The E-Commerce Law prohibits the use of e-signatures for some transactions. These include:

  1. Transactions relating to marriage, divorce and wills.
  2. Deeds of title to immovable property.
  3. Negotiable instruments.
  4. Transactions involving the sale, purchase, certain leases and other dispositions of immovable property and the registration of other rights relating to immovable property.
  5. Any document legally required to be attested before a notary public.

Practical Considerations

When e-signing documents under U.A.E. law, parties should keep in mind the following:

  • First, not all commercially available e-signature platforms are the same. E-signature platforms authenticate signatures in different ways. Parties should use the most secure authentication methods available and they should use e-signature platforms that are well known and widely used.
  • Second, given that the use of e-signatures is not as prevalent in the U.A.E., it is prudent to ensure that signing authority delegations grant express authority to sign by electronic means so that the opportunity to challenge the signatory’s authority is limited.
  • Third, parties should be cognizant of how the laws of other jurisdictions may be relevant to the underlying transaction. For example, if the e-signed document effects the purchase of an asset located overseas, will the transaction be recognized and enforceable in the country where the asset is located? Or could the sale and purchase be invalidated as a result? These considerations implicate conflicts of laws principles and issues of jurisdiction that are sometimes difficult to resolve, but they should be an important part of any decision regarding the use of e-signature for a particular transaction.

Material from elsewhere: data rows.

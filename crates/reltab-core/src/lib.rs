pub mod convert;
pub mod converters;
pub mod infer;
pub mod module;
pub mod modules;
pub mod runner;

pub use convert::{EntryConverter, build_entry_converter, clean_text};
pub use converters::Converter;
pub use infer::infer_schema;
pub use module::{
    Artifact, ArtifactMap, DEFAULT_MODULES, EntryTask, ModuleSpec, SchemaArtifact, Task,
};
pub use runner::{RunReport, resolve, run};
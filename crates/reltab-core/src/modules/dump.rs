//! Dump module.
//!
//! Writes each converted entry as one JSON line to
//! `output/<resource_id>.jsonl`. The task owns the open file and passes
//! entries through unchanged.

use std::fs::File;
use std::io::{BufWriter, Write};

use tracing::debug;

use reltab_model::{Entry, PipelineConfig};

use crate::module::{ArtifactMap, EntryTask, ModuleSpec, Task};

pub const SPEC: ModuleSpec = ModuleSpec {
    name: "dump",
    dependencies: &["schema"],
    export,
    load: None,
};

struct DumpTask {
    out: BufWriter<File>,
}

impl EntryTask for DumpTask {
    fn name(&self) -> &'static str {
        "dump"
    }

    fn run(&mut self, entry: Entry) -> anyhow::Result<Entry> {
        debug!("dump entry task");
        serde_json::to_writer(&mut self.out, &entry)?;
        self.out.write_all(b"\n")?;
        Ok(entry)
    }

    fn finish(&mut self) -> anyhow::Result<()> {
        self.out.flush()?;
        Ok(())
    }
}

fn export(config: &PipelineConfig, _artifacts: &ArtifactMap) -> anyhow::Result<Vec<Task>> {
    let dir = config.create_output_dir()?;
    let file = File::create(dir.join(format!("{}.jsonl", config.resource_id)))?;
    Ok(vec![Box::new(DumpTask {
        out: BufWriter::new(file),
    })])
}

Finally, regardless of a party’s location or the jurisdiction governing its contracts, any party that is widely adopting digital execution should ensure that it has taken appropriate action to guard against cyber-crime and online fraud. Parties should train their employees to protect their execution credentials and should institute written policies on the management and use of those credentials for all employees to follow.

The content of this article is intended to provide a general guide to the subject matter. Specialist advice should be sought about your specific circumstances.